▶ _EXERCISE INSTRUCTIONS_: Exactly the lines from the start of the data through the line containing "pub mod sample;" should be output, with both ends kept and nothing added.

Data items
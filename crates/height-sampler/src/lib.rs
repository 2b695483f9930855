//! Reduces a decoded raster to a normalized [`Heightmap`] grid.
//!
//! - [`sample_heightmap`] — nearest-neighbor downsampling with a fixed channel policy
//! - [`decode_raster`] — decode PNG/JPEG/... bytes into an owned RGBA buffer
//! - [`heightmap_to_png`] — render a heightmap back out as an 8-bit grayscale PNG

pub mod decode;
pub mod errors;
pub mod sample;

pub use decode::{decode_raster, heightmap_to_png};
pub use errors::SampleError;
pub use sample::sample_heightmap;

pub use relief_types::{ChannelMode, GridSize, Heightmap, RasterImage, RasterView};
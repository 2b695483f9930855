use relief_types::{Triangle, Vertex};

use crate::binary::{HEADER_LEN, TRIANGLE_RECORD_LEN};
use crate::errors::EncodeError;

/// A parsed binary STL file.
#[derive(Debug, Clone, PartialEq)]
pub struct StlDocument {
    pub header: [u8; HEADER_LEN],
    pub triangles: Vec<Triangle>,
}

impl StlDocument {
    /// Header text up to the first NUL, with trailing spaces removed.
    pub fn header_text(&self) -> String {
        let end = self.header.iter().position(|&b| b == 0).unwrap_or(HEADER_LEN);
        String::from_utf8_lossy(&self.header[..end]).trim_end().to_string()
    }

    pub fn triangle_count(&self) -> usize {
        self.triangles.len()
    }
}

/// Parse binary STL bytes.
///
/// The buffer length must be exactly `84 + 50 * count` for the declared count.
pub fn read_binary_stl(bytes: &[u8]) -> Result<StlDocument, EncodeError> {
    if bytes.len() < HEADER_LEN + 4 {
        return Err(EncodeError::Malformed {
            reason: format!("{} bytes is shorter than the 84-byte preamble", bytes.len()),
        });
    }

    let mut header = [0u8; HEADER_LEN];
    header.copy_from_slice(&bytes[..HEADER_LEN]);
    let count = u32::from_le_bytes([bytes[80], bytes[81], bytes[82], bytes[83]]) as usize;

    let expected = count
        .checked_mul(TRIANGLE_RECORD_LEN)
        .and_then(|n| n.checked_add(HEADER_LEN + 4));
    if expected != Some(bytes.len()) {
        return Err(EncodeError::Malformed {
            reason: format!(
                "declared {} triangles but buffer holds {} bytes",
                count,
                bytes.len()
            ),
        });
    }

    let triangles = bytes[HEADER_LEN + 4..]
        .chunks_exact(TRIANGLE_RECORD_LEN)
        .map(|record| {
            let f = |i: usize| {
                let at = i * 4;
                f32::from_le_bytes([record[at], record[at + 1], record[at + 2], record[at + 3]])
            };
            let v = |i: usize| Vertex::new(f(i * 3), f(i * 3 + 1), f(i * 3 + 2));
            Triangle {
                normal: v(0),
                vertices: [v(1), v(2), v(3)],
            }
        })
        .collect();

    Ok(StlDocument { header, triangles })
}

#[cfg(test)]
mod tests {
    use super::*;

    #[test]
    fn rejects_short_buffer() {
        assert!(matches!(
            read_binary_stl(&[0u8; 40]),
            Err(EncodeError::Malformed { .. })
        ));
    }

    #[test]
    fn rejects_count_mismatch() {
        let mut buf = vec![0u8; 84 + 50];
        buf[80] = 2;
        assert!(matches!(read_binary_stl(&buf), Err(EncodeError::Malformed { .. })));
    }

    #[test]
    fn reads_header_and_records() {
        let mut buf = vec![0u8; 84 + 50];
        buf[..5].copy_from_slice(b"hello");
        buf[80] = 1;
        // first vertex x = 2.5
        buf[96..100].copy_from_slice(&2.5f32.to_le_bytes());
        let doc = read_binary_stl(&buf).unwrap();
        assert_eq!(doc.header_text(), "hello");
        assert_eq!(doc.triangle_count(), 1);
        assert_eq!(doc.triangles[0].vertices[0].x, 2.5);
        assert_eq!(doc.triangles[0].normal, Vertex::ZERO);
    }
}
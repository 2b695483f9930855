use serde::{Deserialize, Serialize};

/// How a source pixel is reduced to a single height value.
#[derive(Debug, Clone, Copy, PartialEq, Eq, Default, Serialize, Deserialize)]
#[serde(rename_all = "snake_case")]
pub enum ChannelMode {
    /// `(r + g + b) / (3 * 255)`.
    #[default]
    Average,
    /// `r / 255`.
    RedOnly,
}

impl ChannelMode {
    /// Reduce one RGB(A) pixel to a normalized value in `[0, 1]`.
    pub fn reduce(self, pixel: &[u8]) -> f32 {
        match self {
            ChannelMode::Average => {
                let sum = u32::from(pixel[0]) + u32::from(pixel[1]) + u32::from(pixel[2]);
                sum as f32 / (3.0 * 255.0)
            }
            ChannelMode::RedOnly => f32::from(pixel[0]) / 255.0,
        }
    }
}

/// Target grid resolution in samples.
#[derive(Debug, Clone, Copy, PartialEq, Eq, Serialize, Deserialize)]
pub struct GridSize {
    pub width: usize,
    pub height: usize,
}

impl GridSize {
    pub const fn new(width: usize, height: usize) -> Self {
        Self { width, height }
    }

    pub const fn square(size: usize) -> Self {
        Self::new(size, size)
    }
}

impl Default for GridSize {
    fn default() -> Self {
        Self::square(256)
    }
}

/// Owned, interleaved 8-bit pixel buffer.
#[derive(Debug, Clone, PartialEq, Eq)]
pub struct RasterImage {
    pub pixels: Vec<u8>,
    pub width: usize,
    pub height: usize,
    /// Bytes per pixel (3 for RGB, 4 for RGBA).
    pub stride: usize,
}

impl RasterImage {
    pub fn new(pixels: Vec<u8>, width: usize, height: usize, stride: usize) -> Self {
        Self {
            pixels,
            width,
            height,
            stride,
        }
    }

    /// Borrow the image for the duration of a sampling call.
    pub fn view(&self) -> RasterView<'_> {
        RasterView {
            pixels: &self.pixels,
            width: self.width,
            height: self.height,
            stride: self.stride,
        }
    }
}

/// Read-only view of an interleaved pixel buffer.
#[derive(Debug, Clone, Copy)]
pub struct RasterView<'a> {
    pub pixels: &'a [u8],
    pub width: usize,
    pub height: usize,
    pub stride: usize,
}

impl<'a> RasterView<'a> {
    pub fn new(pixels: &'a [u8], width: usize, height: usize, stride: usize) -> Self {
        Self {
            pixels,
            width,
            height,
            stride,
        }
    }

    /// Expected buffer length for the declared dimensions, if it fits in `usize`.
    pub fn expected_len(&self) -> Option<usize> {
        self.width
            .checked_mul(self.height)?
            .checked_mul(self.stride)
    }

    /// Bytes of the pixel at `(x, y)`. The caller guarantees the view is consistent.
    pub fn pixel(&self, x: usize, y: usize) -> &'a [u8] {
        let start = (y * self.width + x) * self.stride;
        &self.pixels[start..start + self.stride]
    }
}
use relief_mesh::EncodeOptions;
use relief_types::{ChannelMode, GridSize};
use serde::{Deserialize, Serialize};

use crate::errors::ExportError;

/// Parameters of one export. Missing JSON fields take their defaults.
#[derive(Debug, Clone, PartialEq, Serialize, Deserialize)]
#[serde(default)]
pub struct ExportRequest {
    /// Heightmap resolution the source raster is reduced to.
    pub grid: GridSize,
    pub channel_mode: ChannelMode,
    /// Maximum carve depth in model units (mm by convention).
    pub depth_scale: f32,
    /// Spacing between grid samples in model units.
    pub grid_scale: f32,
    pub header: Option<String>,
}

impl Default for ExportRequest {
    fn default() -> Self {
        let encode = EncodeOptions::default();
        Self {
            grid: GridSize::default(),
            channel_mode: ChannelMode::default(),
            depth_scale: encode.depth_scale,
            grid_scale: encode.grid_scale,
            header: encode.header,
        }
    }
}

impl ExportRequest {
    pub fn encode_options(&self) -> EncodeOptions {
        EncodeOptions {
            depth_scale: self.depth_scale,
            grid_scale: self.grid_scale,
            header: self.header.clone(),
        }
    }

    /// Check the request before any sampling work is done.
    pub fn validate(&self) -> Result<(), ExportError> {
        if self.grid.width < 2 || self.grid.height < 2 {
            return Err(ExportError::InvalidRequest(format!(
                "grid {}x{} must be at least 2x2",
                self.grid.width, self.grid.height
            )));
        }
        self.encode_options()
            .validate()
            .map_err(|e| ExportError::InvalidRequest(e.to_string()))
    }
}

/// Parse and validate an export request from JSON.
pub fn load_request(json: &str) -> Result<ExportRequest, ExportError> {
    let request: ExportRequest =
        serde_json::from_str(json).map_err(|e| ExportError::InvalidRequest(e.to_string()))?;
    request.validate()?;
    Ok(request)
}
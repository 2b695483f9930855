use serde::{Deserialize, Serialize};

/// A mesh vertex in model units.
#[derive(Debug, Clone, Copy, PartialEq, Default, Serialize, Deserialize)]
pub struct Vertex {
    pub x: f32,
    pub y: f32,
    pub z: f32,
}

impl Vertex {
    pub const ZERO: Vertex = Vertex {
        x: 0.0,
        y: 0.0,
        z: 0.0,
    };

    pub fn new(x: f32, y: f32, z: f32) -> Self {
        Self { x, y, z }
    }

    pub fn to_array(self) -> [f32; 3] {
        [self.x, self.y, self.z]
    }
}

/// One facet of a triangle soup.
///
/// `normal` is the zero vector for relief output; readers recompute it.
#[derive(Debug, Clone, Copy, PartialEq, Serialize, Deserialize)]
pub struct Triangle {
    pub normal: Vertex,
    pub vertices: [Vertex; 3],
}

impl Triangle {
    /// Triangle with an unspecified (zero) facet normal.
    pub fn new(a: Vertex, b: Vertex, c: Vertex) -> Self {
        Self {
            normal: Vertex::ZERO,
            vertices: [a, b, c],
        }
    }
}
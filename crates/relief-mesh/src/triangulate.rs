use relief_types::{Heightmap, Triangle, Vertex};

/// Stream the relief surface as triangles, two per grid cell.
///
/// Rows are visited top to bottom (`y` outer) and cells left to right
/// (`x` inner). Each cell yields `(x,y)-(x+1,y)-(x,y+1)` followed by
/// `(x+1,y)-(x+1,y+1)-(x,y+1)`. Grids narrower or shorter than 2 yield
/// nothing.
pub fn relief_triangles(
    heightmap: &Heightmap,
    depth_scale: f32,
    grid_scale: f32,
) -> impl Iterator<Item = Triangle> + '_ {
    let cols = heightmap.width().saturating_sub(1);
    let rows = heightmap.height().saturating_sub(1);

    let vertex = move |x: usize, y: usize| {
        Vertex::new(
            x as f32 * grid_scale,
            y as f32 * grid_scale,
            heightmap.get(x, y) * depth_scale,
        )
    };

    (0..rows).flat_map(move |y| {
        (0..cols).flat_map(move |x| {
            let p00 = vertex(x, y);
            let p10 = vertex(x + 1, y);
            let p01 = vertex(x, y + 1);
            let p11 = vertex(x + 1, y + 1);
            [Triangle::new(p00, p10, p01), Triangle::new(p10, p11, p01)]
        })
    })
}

▶ _SOLUTION TO THE PROBLEM_:
filename crates/height-sampler/src/lib.rs
repository 2b695483f9930855
//! Reduces a decoded raster to a normalized [`Heightmap`] grid.
//!
//! - [`sample_heightmap`] — nearest-neighbor downsampling with a fixed channel policy
//! - [`decode_raster`] — decode PNG/JPEG/... bytes into an owned RGBA buffer
//! - [`heightmap_to_png`] — render a heightmap back out as an 8-bit grayscale PNG

pub mod decode;
pub mod errors;
pub mod sample;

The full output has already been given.